Because she would want us to

My aunt Dianne was sitting in her recliner bundled up in a thick sweater pulled over her plaid button-up shirt she’d been wearing almost every day for two months with a thick, fluffy blanket across her legs. A knitted shawl with a hood was draped around her head and shoulders.

She looked – as she might say herself – like a tick about to burst.

“Lisa, is that heat on?” she asked and when I assured her it was she shivered. “Well, good gravy, I don’t think it’s working.”

On the TV Ree Drummond was pouring half a quart of whipping cream into a bowl of potatoes and telling viewers “Now, don’t judge me, or judge me if you want, but I just think these mashed potatoes are so much better with all this whipping cream.” Then she smiled at the camera.

“I can’t believe she’s not 300 pounds,” I said.
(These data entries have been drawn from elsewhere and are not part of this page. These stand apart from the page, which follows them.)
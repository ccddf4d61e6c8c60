//! Cross-contract summarization
//!
//! Combines per-contract aggregates into a [`GlobalSummary`]: overview
//! totals, top-10 contract rankings and global call-type/operator
//! distributions. Rankings are descending with ties broken by contract code
//! ascending so reports are deterministic.

use rust_decimal::Decimal;
use std::collections::BTreeMap;
use tracing::info;

use crate::models::aggregate::ContractAggregate;
use crate::models::summary::{
    AnalyticsReport, ContractRanking, GlobalDistributions, GlobalOverview, GlobalSummary,
    TopContracts,
};
use crate::models::CallRecord;
use crate::services::aggregator;
use crate::services::pricing::MONEY_SCALE;

/// Contracts kept in each ranking
pub const TOP_CONTRACTS_LIMIT: usize = 10;

/// Build the cross-contract summary for a set of aggregates
pub fn summarize(aggregates: &BTreeMap<i64, ContractAggregate>) -> GlobalSummary {
    let total_contracts = aggregates.len() as u64;
    let total_calls: u64 = aggregates.values().map(|a| a.metrics.total_calls).sum();
    let total_cost: Decimal = aggregates.values().map(|a| a.metrics.total_cost).sum();
    let total_duration_seconds: i64 = aggregates
        .values()
        .map(|a| a.metrics.total_duration_seconds)
        .sum();

    let overview = GlobalOverview {
        total_contracts,
        total_calls,
        total_cost: total_cost.round_dp(MONEY_SCALE),
        total_duration_hours: (Decimal::from(total_duration_seconds) / Decimal::from(3600))
            .round_dp(2),
        average_calls_per_contract: safe_div(Decimal::from(total_calls), total_contracts, 2),
        average_cost_per_contract: safe_div(total_cost, total_contracts, MONEY_SCALE),
        average_cost_per_call: safe_div(total_cost, total_calls, MONEY_SCALE),
    };

    info!(
        contracts = total_contracts,
        calls = total_calls,
        "building global summary"
    );

    GlobalSummary {
        overview,
        top_contracts: top_contracts(aggregates),
        global_distributions: global_distributions(aggregates),
    }
}

/// Aggregate a record batch and summarize it in one step
pub fn analyze(records: Vec<CallRecord>) -> AnalyticsReport {
    let contracts = aggregator::aggregate(records);
    let global_summary = summarize(&contracts);
    AnalyticsReport {
        contracts,
        global_summary,
    }
}

fn top_contracts(aggregates: &BTreeMap<i64, ContractAggregate>) -> TopContracts {
    let rankings: Vec<ContractRanking> = aggregates
        .iter()
        .map(|(code, aggregate)| ContractRanking {
            contract_code: *code,
            total_calls: aggregate.metrics.total_calls,
            total_cost: aggregate.metrics.total_cost,
            average_call_cost: aggregate.metrics.average_call_cost,
        })
        .collect();

    TopContracts {
        most_active: ranked_by(&rankings, |r| Decimal::from(r.total_calls)),
        most_expensive: ranked_by(&rankings, |r| r.total_cost),
        highest_average_cost: ranked_by(&rankings, |r| r.average_call_cost),
    }
}

/// Descending by key, ties by contract code ascending, sliced to the limit
fn ranked_by<F>(rankings: &[ContractRanking], key: F) -> Vec<ContractRanking>
where
    F: Fn(&ContractRanking) -> Decimal,
{
    let mut sorted = rankings.to_vec();
    sorted.sort_by(|a, b| {
        key(b)
            .cmp(&key(a))
            .then_with(|| a.contract_code.cmp(&b.contract_code))
    });
    sorted.truncate(TOP_CONTRACTS_LIMIT);
    sorted
}

fn global_distributions(aggregates: &BTreeMap<i64, ContractAggregate>) -> GlobalDistributions {
    let mut call_types: BTreeMap<String, u64> = BTreeMap::new();
    let mut operators: BTreeMap<String, u64> = BTreeMap::new();

    for aggregate in aggregates.values() {
        for (call_type, stats) in &aggregate.call_types {
            *call_types.entry(call_type.clone()).or_default() += stats.count;
        }
        for (operator, stats) in &aggregate.operators.distribution {
            *operators.entry(operator.clone()).or_default() += stats.count;
        }
    }

    GlobalDistributions {
        call_types,
        operators,
    }
}

fn safe_div(numerator: Decimal, denominator: u64, scale: u32) -> Decimal {
    if denominator == 0 {
        return Decimal::ZERO;
    }
    (numerator / Decimal::from(denominator)).round_dp(scale)
}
“All that cream is a little overboard isn’t it?” Dianne asked, rhetorically.

We both knew it was overboard.

We laughed a little and shook our heads.

We watched The Pioneer Woman whip up the potatoes and set them aside.
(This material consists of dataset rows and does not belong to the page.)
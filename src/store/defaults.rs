//! Factory for the default category set
//!
//! Invoked only on first-run bootstrap and by `reset_to_defaults`; there is
//! no ambient default state anywhere else.

use chrono::Utc;
use rust_decimal::Decimal;

use crate::models::Category;

/// Build the default category list under the given global markup
///
/// Priorities are spaced by ten so operators can slot custom categories in
/// between without renumbering.
pub fn default_categories(global_markup: Decimal, currency: &str) -> Vec<Category> {
    vec![
        category(
            "FISSI",
            "Chiamate Fisso",
            Decimal::new(2, 2),
            &[
                "INTERRURBANE URBANE",
                "INTERURBANE URBANE",
                "URBANE",
                "FISSO",
                "RETE FISSA",
                "TELEFONIA FISSA",
                "LOCALE",
                "DISTRETTUALE",
            ],
            "Chiamate verso numeri fissi nazionali",
            10,
            global_markup,
            currency,
        ),
        category(
            "MOBILI",
            "Chiamate Mobile",
            Decimal::new(15, 2),
            &[
                "CELLULARE",
                "MOBILE",
                "RETE MOBILE",
                "TELEFONIA MOBILE",
                "GSM",
                "UMTS",
                "LTE",
                "WIND",
                "TIM",
                "VODAFONE",
                "ILIAD",
            ],
            "Chiamate verso numeri mobili",
            20,
            global_markup,
            currency,
        ),
        category(
            "FAX",
            "Servizi Fax",
            Decimal::new(2, 2),
            &["FAX", "TELEFAX", "FACSIMILE"],
            "Servizi di fax",
            30,
            global_markup,
            currency,
        ),
        category(
            "NUMERI_VERDI",
            "Numeri Verdi",
            Decimal::ZERO,
            &["NUMERO VERDE", "VERDE", "800", "GRATUITO", "TOLL FREE"],
            "Numeri verdi e gratuiti",
            40,
            global_markup,
            currency,
        ),
        category(
            "INTERNAZIONALI",
            "Chiamate Internazionali",
            Decimal::new(25, 2),
            &[
                "INTERNAZIONALE",
                "INTERNATIONAL",
                "ESTERO",
                "UE",
                "EUROPA",
                "MONDO",
                "ROAMING",
                "EXTRA UE",
            ],
            "Chiamate internazionali",
            50,
            global_markup,
            currency,
        ),
    ]
}

#[allow(clippy::too_many_arguments)]
fn category(
    name: &str,
    display_name: &str,
    base_price: Decimal,
    patterns: &[&str],
    description: &str,
    priority: i32,
    global_markup: Decimal,
    currency: &str,
) -> Category {
    let now = Utc::now();
    let mut category = Category {
        name: name.to_string(),
        display_name: display_name.to_string(),
        base_price_per_minute: base_price,
        currency: currency.to_string(),
        patterns: patterns.iter().map(|p| p.to_string()).collect(),
        description: description.to_string(),
        is_active: true,
        priority,
        custom_markup_percent: None,
        price_with_markup: Decimal::ZERO,
        created_at: now,
        updated_at: now,
    };
    category.refresh_pricing(global_markup);
    category
}

#[cfg(test)]
mod tests {
    use super::*;
    use rust_decimal_macros::dec;

    #[test]
    fn test_default_set() {
        let categories = default_categories(Decimal::ZERO, "EUR");
        assert_eq!(categories.len(), 5);

        let names: Vec<&str> = categories.iter().map(|c| c.name.as_str()).collect();
        assert_eq!(
            names,
            vec!["FISSI", "MOBILI", "FAX", "NUMERI_VERDI", "INTERNAZIONALI"]
        );
        assert!(categories.iter().all(|c| c.is_active));
        assert!(categories.iter().all(|c| !c.patterns.is_empty()));
    }

    #[test]
    fn test_defaults_priced_under_global_markup() {
        let categories = default_categories(dec!(10), "EUR");
        let mobili = categories.iter().find(|c| c.name == "MOBILI").unwrap();
        assert_eq!(mobili.base_price_per_minute, dec!(0.15));
        assert_eq!(mobili.price_with_markup, dec!(0.165));
    }
}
“Now it’s time for my famous chicken fried steak, which cowboys just love,” Ree said and smiled at the camera again, dimples showing.

I rolled my eyes.

“How hasn’t anyone in that family had a heart attack?” I wondered out loud, the irony not lost on me since my aunt had had at least two heart attacks already. I hoped she didn’t take my comment as a personal jab at her.

“Well…..” Dianne said and shrugged a little, leaving the rest of her response to be guessed.

The Pioneer Woman drives me nuts with her fattening recipes but her chipper personality and knowing I can modify the recipes for a healthier option make looking away hard to do.

Next to me the Christmas tree was bright with lights and ornaments. Out the window Dad’s star was shining bright against the dreary winter clouds at the edge of the field and woods.

 

Before long my aunt was asleep in her chair, chin into her chest. She’d been falling asleep a lot like that lately, sometimes almost in mid-sentence, and I knew her health was getting worse. So that day we enjoyed her when she was awake and tried not to think about how much longer we might have her with us.

A couple weeks before she’d been messaging me, asking me for gift suggestions for my son and daughter and I knew she was anxious to spoil them and see them smile as they opened their gifts. She was planning how to make sausage balls, a Southern tradition, without “poisoning me”, knowing I was allergic to corn and had also gone gluten-free. I told her not to worry about me and simply make the treats for the rest of the family. I offered to make some as well so she wouldn’t have to do all the work. We messaged back and forth and then I accidentally bumped the video chat button in messenger. The button is annoying and most days I hate it because I rarely want to video chat with anyone, especially via Facebook. I missed her call but she tried to call me through the ap and her voice was recorded. It was only for 17 seconds,  enough for me to hear her voice call my name, thinking I’d picked up. I didn’t discover it for a couple months, when she was already gone.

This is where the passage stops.